A living metaphor for your endangered finances.
Today the Evil took a break from reading up on the crumbling world financial ecosystem—folly o’ man, hubris, big swinging Wall Street dicks suddenly and emphatically shriveling, and by the way, put it on the American taxpayer’s tab—and searched for something lighter, weirder, and less predictable. And lo, as ever, did science come through!—courtesy of this headline:
Scientists to count kangaroo rats from outer space
There’s something wonderfully barmy going on in this headline and throughout the article. First off, there’s that sensation of filmstrip pop and hiss, grainy black and white footage, a self-assured narrator telling us how lab-coated, black-frame-bespectacled “scientists!” are even now collaborating to solve all the world’s ills. Evil always feels a rush of nostalgia for that ‘50s-style optimistic futurism when he reads about “scientists!” doing anything. Not biologists, understand, or chemists or botanists or paleontologists. Just . . . scientists!
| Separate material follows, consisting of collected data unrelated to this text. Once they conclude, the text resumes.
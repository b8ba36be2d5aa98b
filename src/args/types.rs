use std::num::NonZeroUsize;

use crate::error::ValidationError;

#[derive(Debug, Clone, Copy, PartialEq, Eq)]
pub struct PositiveUsize(NonZeroUsize);

impl PositiveUsize {
    #[must_use]
    pub const fn get(self) -> usize {
        self.0.get()
    }
}

impl TryFrom<usize> for PositiveUsize {
    type Error = ValidationError;

    fn try_from(value: usize) -> Result<Self, Self::Error> {
        NonZeroUsize::new(value)
            .map(PositiveUsize)
            .ok_or(ValidationError::ValueTooSmall { min: 1 })
    }
}

impl std::str::FromStr for PositiveUsize {
    type Err = ValidationError;

    fn from_str(s: &str) -> Result<Self, Self::Err> {
        let value: usize = s
            .parse()
            .map_err(|err| ValidationError::InvalidNumber { source: err })?;
        PositiveUsize::try_from(value)
    }
}

impl From<PositiveUsize> for usize {
    fn from(value: PositiveUsize) -> Self {
        value.get()
    }
}
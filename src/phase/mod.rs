//! Phase definitions, the graph compiler that expands phase templates, and
//! the per-instance runtime state machine.
pub mod compiler;
mod definition;
mod model;
mod state;
mod status;

pub use definition::{PhaseDefinition, PhaseDraft, Scenario, Sla, StartWithDelay};
pub use model::{
    ClosedModel, ConstantRateModel, Model, RampRateModel, SequentiallyModel, SessionLimitPolicy,
};
pub use state::PhaseState;
pub use status::PhaseStatus;

#[cfg(test)]
mod tests;
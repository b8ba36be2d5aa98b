use std::net::SocketAddr;

use async_trait::async_trait;
use tokio::io::DuplexStream;
use tokio::task::JoinHandle;
use tracing::{info, warn};

use crate::benchmark::AgentSpec;
use crate::distributed::agent::{AgentOptions, IdleDriver, serve_agent};
use crate::error::AppResult;

use super::connections::{RouteTable, serve_connection};

const IN_PROCESS_BUFFER: usize = 256 * 1024;

/// Where deployed agents reach the controller.
#[derive(Clone)]
pub struct AgentEndpoint {
    address: Option<SocketAddr>,
    routes: RouteTable,
}

impl AgentEndpoint {
    pub(super) const fn new(address: Option<SocketAddr>, routes: RouteTable) -> Self {
        Self { address, routes }
    }

    /// TCP address agents join, when the controller listens on one.
    #[must_use]
    pub const fn address(&self) -> Option<SocketAddr> {
        self.address
    }

    /// Opens an in-process connection that the controller serves exactly
    /// like a TCP agent connection.
    #[must_use]
    pub fn connect_in_process(&self, agent: &str) -> DuplexStream {
        let (agent_side, controller_side) = tokio::io::duplex(IN_PROCESS_BUFFER);
        tokio::spawn(serve_connection(
            controller_side,
            format!("in-process:{}", agent),
            self.routes.clone(),
        ));
        agent_side
    }
}

/// Invoked at most once when a deployed agent dies on its own.
pub type FailureCallback = Box<dyn FnOnce(String) + Send>;

/// Starts agent processes for a run.
#[async_trait]
pub trait Deployer: Send + Sync {
    /// Starts `agent` for `run_id`. The agent is expected to join through
    /// `endpoint` and say hello.
    ///
    /// # Errors
    ///
    /// Returns an error when the agent cannot be started.
    async fn start(
        &self,
        agent: &AgentSpec,
        run_id: &str,
        endpoint: &AgentEndpoint,
        on_failure: FailureCallback,
    ) -> AppResult<Box<dyn DeployedAgent>>;
}

/// Handle of a started agent.
pub trait DeployedAgent: Send {
    /// Releases the agent; called once the run no longer needs it.
    fn stop(&mut self);
}

/// Runs every agent as a task of the controller process, driven by
/// [`IdleDriver`].
#[derive(Debug, Default, Clone, Copy)]
pub struct LocalDeployer;

struct LocalAgent {
    name: String,
    task: JoinHandle<()>,
}

impl DeployedAgent for LocalAgent {
    fn stop(&mut self) {
        if !self.task.is_finished() {
            info!("Stopping in-process agent {}", self.name);
            self.task.abort();
        }
    }
}

#[async_trait]
impl Deployer for LocalDeployer {
    async fn start(
        &self,
        agent: &AgentSpec,
        run_id: &str,
        endpoint: &AgentEndpoint,
        on_failure: FailureCallback,
    ) -> AppResult<Box<dyn DeployedAgent>> {
        let stream = endpoint.connect_in_process(&agent.name);
        let mut options = AgentOptions::new(agent.name.clone(), "in-process");
        options.run_id = Some(run_id.to_owned());
        let name = agent.name.clone();
        let task = tokio::spawn(async move {
            let mut driver = IdleDriver::new();
            if let Err(err) = serve_agent(stream, &options, &mut driver).await {
                warn!("In-process agent {} failed: {}", options.name, err);
                on_failure(err.to_string());
            }
        });
        info!("Started in-process agent {} for run {}", name, run_id);
        Ok(Box::new(LocalAgent { name, task }))
    }
}

/// Expects agents to be started by the operator; they join the listening
/// endpoint on their own.
#[derive(Debug, Default, Clone, Copy)]
pub struct ManualDeployer;

struct ManualAgent;

impl DeployedAgent for ManualAgent {
    fn stop(&mut self) {}
}

#[async_trait]
impl Deployer for ManualDeployer {
    async fn start(
        &self,
        agent: &AgentSpec,
        run_id: &str,
        endpoint: &AgentEndpoint,
        _on_failure: FailureCallback,
    ) -> AppResult<Box<dyn DeployedAgent>> {
        match endpoint.address() {
            Some(address) => info!(
                "Waiting for agent {} to join run {} at {}",
                agent.name, run_id, address
            ),
            None => warn!(
                "Agent {} of run {} has no endpoint to join",
                agent.name, run_id
            ),
        }
        Ok(Box::new(ManualAgent))
    }
}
In fact, one has to read into the seventh paragraph of said article to find any reference more specific than “scientists” or “researchers.” Evil doesn’t know why, though he suspects it might be an editorial decision—something along the lines of “If you lead with ‘Microbiologists discover’ or ‘Geologists are studying’, people’s eyes cross and they skip the rest of the article. But you lead with ‘Scientists’ and people really pay attention, because who knows what those kooky eggheads are up to? Read on!”
. . . So let’s make that a grammatical rule, shall we? When presented with the vague machinations of scientific advance, let us dub the personages in question scientists! with that exclamation point to express just how . . . how . . . scientastic they are.
Evil is also fond of the term “outer space”—which makes it sound as if these scientists! are observing the giant kangaroo rats from a starship deep in the Andromeda galaxy . . . rather than the boring ol’ satellite from which they’re pulling images.
In such times as these, we should all take a moment to appreciate the optimistic vagaries of “research” done by our intrepid “scientists!” from “outer space.” It beats reading about the clusterfucking intricacies of credit-default swaps.
Enjoy the weekend. If possible, don’t default.